A third tenant, Janna Clasman, 38, is a single mother who moved into the Lois Apartments in March. She said her 5-year-old daughter just started school up the street from her new place, and that she can’t afford nearby places given the high demand and rising rents in the Miami area.

“This couldn’t have happened at a worse time,” she said, noting that her apartment has had no issues aside from some unwelcome pests. “I think they just want us out of the way. Then he can raise the rent when it’s all said and done.”

Clasman expressed concern for her neighbors, too, one of whom is elderly and the other who has a son with a disability.

The issues at the building, which have lingered for about four years, gained attention last month when a neighboring resident complained about the situation on social media. Miami Beach issued a “Final Notice” at the building and ordered that safety netting be placed beneath the balconies to catch any falling debris.

Burkett’s real estate business, Burkett Companies, has owned the building since 1990. He has said delays with the city’s permitting process — and challenges hiring and retaining contractors after the hurricane, and later during COVID — have stalled the planned demolition and replacement of the balconies.

In 2019, Miami Beach expressed dissatisfaction with the pace of work on the storm-related repairs. Miami Beach spokeswoman Melissa Berthier said after “no action was being taken by the property to make needed repairs,” the Building Department referred the issue in 2019 to the Special Master, who has demanded regular progress reports.

Burkett said the assertion that he had taken no action is wrong. He applied for a master permit in 2018 to remove and replace the damaged balconies. His plans called for a change in the design of the balconies, which required appearing before Miami Beach’s Design Review Board. The board approved the plans, and the city later issued the master permit. But two more permits were still needed — one for the new railings and one for the sliding glass doors, Berthier said. A contractor applied for the new permits this past April, and the permit for the railings was issued in May.

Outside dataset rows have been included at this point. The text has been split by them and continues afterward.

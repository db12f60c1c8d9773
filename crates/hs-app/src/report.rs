//! Text and CSV rendering of evaluations.

use hs_core::units::{to_mm, to_mpa};
use hs_model::{ResponseCurve, RiskTier};
use std::fmt::Write as _;
use std::path::Path;

use crate::error::{AppError, AppResult};
use crate::evaluate_service::Evaluation;

pub const CSV_HEADER: &str = "pressure_mpa,stress_mpa,displacement_mm";

/// Plain-text summary of one evaluation.
pub fn format_report(eval: &Evaluation) -> String {
    let s = &eval.scenario;
    let r = &eval.result;
    let mut out = String::new();

    let _ = writeln!(out, "Formation:              {}", s.formation);
    let _ = writeln!(out, "Injection pressure:     {:.2} MPa", s.pressure_mpa);
    if s.thermal.strain() != 0.0 {
        let _ = writeln!(
            out,
            "Thermal cycling:        {:.1} °C x {} cycle(s)",
            s.thermal.delta_t_c, s.thermal.cycles
        );
    } else {
        let _ = writeln!(out, "Thermal cycling:        off");
    }
    let _ = writeln!(out);
    let _ = writeln!(out, "Predicted stress:       {:.2} MPa", to_mpa(r.stress()));
    let _ = writeln!(out, "Predicted displacement: {:.2} mm", to_mm(r.displacement()));
    let _ = writeln!(out, "Risk level:             {}", r.risk);
    let _ = writeln!(out, "  {}", r.risk.advisory());

    if let Some(summary) = crossing_summary(&eval.curve) {
        let _ = writeln!(out);
        let _ = write!(out, "{summary}");
    }

    for w in &eval.warnings {
        let _ = writeln!(out, "note: {w}");
    }

    out
}

/// Pressures at which the swept curve first enters each elevated tier.
pub fn crossing_summary(curve: &ResponseCurve) -> Option<String> {
    if curve.is_empty() {
        return None;
    }

    let mut out = String::new();
    for tier in [RiskTier::Moderate, RiskTier::High] {
        match curve.first_crossing(tier) {
            Some(p) => {
                let _ = writeln!(out, "{} from:  {:.2} MPa", tier, p.pressure_mpa);
            }
            None => {
                let _ = writeln!(out, "{} from:  not reached in sweep", tier);
            }
        }
    }
    Some(out)
}

/// CSV of a response curve, header included.
pub fn curve_to_csv(curve: &ResponseCurve) -> String {
    let mut csv = String::from(CSV_HEADER);
    csv.push('\n');
    for p in curve {
        let _ = writeln!(
            csv,
            "{},{},{}",
            p.pressure_mpa, p.stress_mpa, p.displacement_mm
        );
    }
    csv
}

pub fn write_curve_csv(path: &Path, curve: &ResponseCurve) -> AppResult<()> {
    std::fs::write(path, curve_to_csv(curve)).map_err(|e| AppError::FileWrite {
        path: path.to_path_buf(),
        source: e,
    })
}
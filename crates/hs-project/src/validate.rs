//! Study validation logic.

use crate::schema::{CaseDef, Study, SweepDef, ValidationModeDef};
use hs_core::ensure_finite;
use hs_model::{ModelError, ValidationPolicy, predict_checked};
use std::collections::HashSet;

#[derive(thiserror::Error, Debug)]
pub enum ValidationError {
    #[error("Duplicate ID: {id} in {context}")]
    DuplicateId { id: String, context: String },

    #[error("Missing value: {field} in {context}")]
    MissingValue { field: String, context: String },

    #[error("Invalid value: {field} = {value} ({reason})")]
    InvalidValue {
        field: String,
        value: String,
        reason: String,
    },

    #[error("Unsupported version: {version}")]
    UnsupportedVersion { version: u32 },
}

pub fn validate_study(study: &Study) -> Result<(), ValidationError> {
    if study.version > crate::migrate::LATEST_VERSION {
        return Err(ValidationError::UnsupportedVersion {
            version: study.version,
        });
    }

    if let Some(sweep) = &study.sweep {
        validate_sweep(sweep)?;
    }

    let mut case_ids = HashSet::new();
    for case in &study.cases {
        if case.id.trim().is_empty() {
            return Err(ValidationError::MissingValue {
                field: "id".to_string(),
                context: format!("case '{}'", case.name),
            });
        }
        if !case_ids.insert(&case.id) {
            return Err(ValidationError::DuplicateId {
                id: case.id.clone(),
                context: "cases".to_string(),
            });
        }
        validate_case(case, study.validation)?;
    }

    Ok(())
}

fn validate_sweep(sweep: &SweepDef) -> Result<(), ValidationError> {
    hs_model::SweepDefinition::new(sweep.low_mpa, sweep.high_mpa, sweep.samples)
        .map(|_| ())
        .map_err(|e| ValidationError::InvalidValue {
            field: "sweep".to_string(),
            value: format!("{}..{} x{}", sweep.low_mpa, sweep.high_mpa, sweep.samples),
            reason: e.to_string(),
        })
}

fn validate_case(case: &CaseDef, mode: ValidationModeDef) -> Result<(), ValidationError> {
    let field = |name: &str| format!("case '{}' {}", case.id, name);

    let not_finite = |name: &str, value: f64| ValidationError::InvalidValue {
        field: field(name),
        value: value.to_string(),
        reason: "must be finite".to_string(),
    };

    ensure_finite(case.pressure_mpa, "pressure")
        .map_err(|_| not_finite("pressure_mpa", case.pressure_mpa))?;
    if let Some(thermal) = &case.thermal {
        ensure_finite(thermal.delta_t_c, "temperature swing")
            .map_err(|_| not_finite("thermal.delta_t_c", thermal.delta_t_c))?;
    }

    let scenario = case.to_scenario().map_err(|e| ValidationError::InvalidValue {
        field: field("formation"),
        value: case.formation.clone(),
        reason: e.to_string(),
    })?;

    if mode == ValidationModeDef::Strict {
        predict_checked(&scenario, ValidationPolicy::Strict).map_err(|e| {
            let value = match &e {
                ModelError::Validation(v) => v.to_string(),
                other => other.to_string(),
            };
            ValidationError::InvalidValue {
                field: field("inputs"),
                value,
                reason: "rejected by strict validation".to_string(),
            }
        })?;
    }

    Ok(())
}

#[cfg(test)]
mod tests {
    use super::*;
    use crate::schema::ThermalDef;

    fn case(id: &str, pressure_mpa: f64) -> CaseDef {
        CaseDef {
            id: id.to_string(),
            name: format!("Case {id}"),
            formation: "depleted_gas_field".to_string(),
            pressure_mpa,
            thermal: None,
        }
    }

    fn study(cases: Vec<CaseDef>) -> Study {
        Study {
            version: 1,
            name: "test".to_string(),
            description: None,
            sweep: None,
            validation: ValidationModeDef::Permissive,
            cases,
        }
    }

    #[test]
    fn valid_study_passes() {
        validate_study(&study(vec![case("a", 5.0), case("b", 3.0)])).unwrap();
    }

    #[test]
    fn duplicate_case_ids() {
        let err = validate_study(&study(vec![case("a", 5.0), case("a", 3.0)])).unwrap_err();
        assert!(matches!(err, ValidationError::DuplicateId { .. }));
    }

    #[test]
    fn blank_case_id() {
        let err = validate_study(&study(vec![case("  ", 5.0)])).unwrap_err();
        assert!(matches!(err, ValidationError::MissingValue { .. }));
    }

    #[test]
    fn unknown_formation() {
        let mut c = case("a", 5.0);
        c.formation = "aquifer".to_string();
        let err = validate_study(&study(vec![c])).unwrap_err();
        assert!(err.to_string().contains("aquifer"));
    }

    #[test]
    fn future_version_rejected() {
        let mut s = study(vec![]);
        s.version = 99;
        assert!(matches!(
            validate_study(&s),
            Err(ValidationError::UnsupportedVersion { version: 99 })
        ));
    }

    #[test]
    fn bad_sweep_rejected() {
        let mut s = study(vec![]);
        s.sweep = Some(SweepDef {
            low_mpa: 1.0,
            high_mpa: 10.0,
            samples: 1,
        });
        assert!(matches!(
            validate_study(&s),
            Err(ValidationError::InvalidValue { .. })
        ));
    }

    #[test]
    fn reversed_sweep_rejected() {
        let mut s = study(vec![case("a", 5.0)]);
        s.sweep = Some(SweepDef {
            low_mpa: 10.0,
            high_mpa: 1.0,
            samples: 100,
        });
        let err = validate_study(&s).unwrap_err();
        assert!(matches!(err, ValidationError::InvalidValue { ref field, .. } if field == "sweep"));
    }

    #[test]
    fn negative_pressure_depends_on_mode() {
        let mut s = study(vec![case("neg", -1.0)]);
        validate_study(&s).unwrap();

        s.validation = ValidationModeDef::Strict;
        let err = validate_study(&s).unwrap_err();
        assert!(err.to_string().contains("strict"));
    }

    #[test]
    fn non_finite_swing_rejected() {
        let mut c = case("a", 5.0);
        c.thermal = Some(ThermalDef {
            delta_t_c: f64::INFINITY,
            cycles: 2,
        });
        assert!(validate_study(&study(vec![c])).is_err());
    }
}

In April, Burkett’s contractor also applied to revise the master permit. The city on Friday said the contractor has yet to submit required plans to proceed with the revision, which would address the balconies.

Burkett accused the city of losing the copies of the plans he said he’d submitted, calling the city’s statements to the Miami Herald “a fabrication.” On Friday, he told building officials in an email he would be submitting the plans again.

The Friday email exchanges grew heated, as Burkett repeatedly slammed Miami Beach Building Director Ana Salgueiro for telling the Miami Herald that Burkett had not submitted plans to get approval for the balcony work.

“Tell the paper that your office’s schizophrenic Herald statement that we can’t start work without a permit, and in the same article, that we could have started work long ago to have demolished the balconies, was a PERFECT example of the horrible communication systems you have in place,” he wrote.

When asked Friday for an update on the permits for the balcony work, Berthier told the Herald that “they have a permit revision for the balconies that was applied for in April, but no plans have been submitted for review as of this email.”

(Miami Herald staff writer Martin Vassolo contributed to this report.)